The mark on the wall
One of the investigating officers thought that the mark on the wall might have been caused by the baseball bat.
Bloodspots and bloodstains
When the complainant ultimately returned home after a period of hospitalisation she noticed two areas of bloodspots and stains on the living room floor. The photographs of the premises demonstrate that the spots and stains were on the carpet in what might be called the elbow of the L- shaped lounge and on the carpet between the section of the lounge which backs onto the front wall and the coffee table.
The complainant’s injuries
Mr Trevarrow did not call any of the medical practitioners who examined and treated the complainant. The only evidence about the nature and extent of her injuries was led from her as hearsay by consent and supplemented by a written statement of agreed facts which were admitted by the accused. In the final analysis this was not helpful.

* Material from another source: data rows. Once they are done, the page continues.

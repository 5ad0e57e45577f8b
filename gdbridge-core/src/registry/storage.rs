/*
 * Copyright (c) godot-rust; Bromeon and contributors.
 * This Source Code Form is subject to the terms of the Mozilla Public
 * License, v. 2.0. If a copy of the MPL was not distributed with this
 * file, You can obtain one at https://mozilla.org/MPL/2.0/.
 */

use std::collections::HashMap;
use std::sync::{RwLock, RwLockReadGuard, RwLockWriteGuard, TryLockError};

use sys::{out, Global};

use crate::obj::{GodotClass, InstanceId};
use crate::sys;

/// Rust instances alive in the engine, by instance ID: `(class name, address of the InstanceStorage)`.
///
/// Lets a `Gd<T>` find the Rust part of its object without asking the engine for the instance pointer.
static INSTANCES: Global<HashMap<u64, (&'static str, usize)>> = Global::default();

/// Rust part of an object whose class was declared in Rust.
///
/// The storage lives in a heap allocation owned by the engine object: it is created in the `create_instance` callback and
/// freed in `free_instance`, when the engine destroys the object.
pub(crate) struct InstanceStorage<T: GodotClass> {
    user_instance: RwLock<T>,
    instance_id: InstanceId,
}

impl<T: GodotClass> InstanceStorage<T> {
    pub(crate) fn construct(user_instance: T, instance_id: InstanceId) -> Self {
        out!("    Storage::construct             <{}>", T::CLASS_NAME);

        Self {
            user_instance: RwLock::new(user_instance),
            instance_id,
        }
    }

    pub(crate) fn instance_id(&self) -> InstanceId {
        self.instance_id
    }

    /// Shared borrow of the user instance.
    ///
    /// # Panics
    /// If the instance is currently bound mutably. Bindings never block: the engine runs callbacks on the calling thread, so a
    /// blocking lock would deadlock on re-entrant calls.
    pub(crate) fn get(&self) -> RwLockReadGuard<'_, T> {
        match self.user_instance.try_read() {
            Ok(guard) => guard,
            // A panic in an earlier override was reported at the boundary; the instance itself is still usable.
            Err(TryLockError::Poisoned(poisoned)) => poisoned.into_inner(),
            Err(TryLockError::WouldBlock) => panic!(
                "Gd<{}>::bind() failed, already bound mutably (instance {}).\n  \
                 Make sure a virtual method override does not bind its own object.",
                T::CLASS_NAME,
                self.instance_id
            ),
        }
    }

    /// Exclusive borrow of the user instance.
    ///
    /// # Panics
    /// If the instance is currently bound, shared or exclusively.
    pub(crate) fn get_mut(&self) -> RwLockWriteGuard<'_, T> {
        match self.user_instance.try_write() {
            Ok(guard) => guard,
            Err(TryLockError::Poisoned(poisoned)) => poisoned.into_inner(),
            Err(TryLockError::WouldBlock) => panic!(
                "Gd<{}>::bind_mut() failed, already bound (instance {}).\n  \
                 Make sure a virtual method override does not bind its own object.",
                T::CLASS_NAME,
                self.instance_id
            ),
        }
    }

    /// Makes the storage findable through [`find()`](Self::find).
    pub(crate) fn register(storage: *const Self) {
        // SAFETY: called right after the storage was allocated.
        let id = unsafe { (*storage).instance_id.to_u64() };
        INSTANCES.lock().insert(id, (T::CLASS_NAME, storage as usize));
    }

    pub(crate) fn unregister(instance_id: InstanceId) {
        INSTANCES.lock().remove(&instance_id.to_u64());
    }

    /// Looks up the storage of a live Rust instance of class `T`.
    ///
    /// Returns `None` if the object is not a Rust instance, or one of a different class.
    ///
    /// # Safety
    /// The returned reference must not outlive the object, which owns the storage.
    pub(crate) unsafe fn find<'a>(instance_id: InstanceId) -> Option<&'a Self> {
        let found = INSTANCES.lock().get(&instance_id.to_u64()).copied();

        match found {
            Some((class_name, addr)) if class_name == T::CLASS_NAME => Some(&*(addr as *const Self)),
            _ => None,
        }
    }
}

/// Number of objects with a Rust instance that are currently alive, across all classes.
pub fn live_instance_count() -> usize {
    INSTANCES.lock().len()
}
/*
 * Copyright (c) godot-rust; Bromeon and contributors.
 * This Source Code Form is subject to the terms of the Mozilla Public
 * License, v. 2.0. If a copy of the MPL was not distributed with this
 * file, You can obtain one at https://mozilla.org/MPL/2.0/.
 */

use crate::builtin::Variant;
use crate::meta::error::ConvertError;
use crate::meta::{sealed, FromGodot, GodotConvert, ToGodot};
use crate::sys;

// Re-export sys traits in this module, so all are in one place.
pub use sys::{GodotFfi, GodotNullableFfi};

/// Conversion of [`GodotFfi`] types to/from [`Variant`].
#[doc(hidden)]
pub trait GodotFfiVariant: Sized + GodotFfi {
    fn ffi_to_variant(&self) -> Variant;
    fn ffi_from_variant(variant: &Variant) -> Result<Self, ConvertError>;
}

/// Type that is directly representable in the engine.
///
/// This trait cannot be implemented for custom user types; for those, [`GodotConvert`] exists instead.
/// A type implements `GodotType` when the engine has a direct, native representation for it. For instance:
/// - [`i64`] implements `GodotType`, since it can be directly represented by the engine's `int` type.
/// - [`i32`] implements it as well: it travels in an `int` slot, and its [`param_metadata()`](Self::param_metadata) tells
///   the engine that only 32 bits are used.
//
// Unlike `GodotFfi`, types implementing this trait don't need to fully represent their engine type. `i32` cannot hold every
// `int`, so it is not `GodotFfi`; its FFI representation is `i64`.
pub trait GodotType: GodotConvert<Via = Self> + ToGodot + FromGodot + sealed::Sealed + 'static {
    #[doc(hidden)]
    type Ffi: GodotFfiVariant;

    #[doc(hidden)]
    fn to_ffi(&self) -> Self::Ffi;

    #[doc(hidden)]
    fn into_ffi(self) -> Self::Ffi;

    #[doc(hidden)]
    fn try_from_ffi(ffi: Self::Ffi) -> Result<Self, ConvertError>;

    #[doc(hidden)]
    fn from_ffi(ffi: Self::Ffi) -> Self {
        Self::try_from_ffi(ffi).unwrap_or_else(|err| panic!("GodotType::from_ffi() failed: {err}"))
    }

    /// Decodes the return value of an engine method, which declares who owns the returned value.
    ///
    /// Only objects care; all other types are values.
    #[doc(hidden)]
    fn try_from_return(ffi: Self::Ffi, _ownership: sys::Ownership) -> Result<Self, ConvertError> {
        Self::try_from_ffi(ffi)
    }

    /// Type of the call frame slot holding this type.
    #[doc(hidden)]
    fn slot_type() -> sys::SlotType {
        <Self::Ffi as GodotFfi>::slot_type()
    }

    /// Declared width of `int`/`float` values; [`ArgumentMetadata::None`](sys::ArgumentMetadata::None) for all other types.
    #[doc(hidden)]
    fn param_metadata() -> sys::ArgumentMetadata {
        sys::ArgumentMetadata::None
    }

    #[doc(hidden)]
    fn godot_type_name() -> String;
}

/// `(slot type, metadata)` pair of a [`GodotType`], the unit in which call frames check argument types.
pub(crate) fn frame_signature<T: GodotType>() -> (sys::SlotType, sys::ArgumentMetadata) {
    (T::slot_type(), T::param_metadata())
}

The principal injury was a fracture to the complainant’s skull.
It will be convenient to defer a more detailed description of the injuries and what might be made of them until later.
The accused
The accused did not give or call evidence.
The issues and the general principles engaged
The accused is presumed to be innocent. He is not obliged to give or call evidence and no inference adverse to him can be drawn from his decision not to. His absence from the witness box cannot be used as a makeweight in assessing the prosecution case.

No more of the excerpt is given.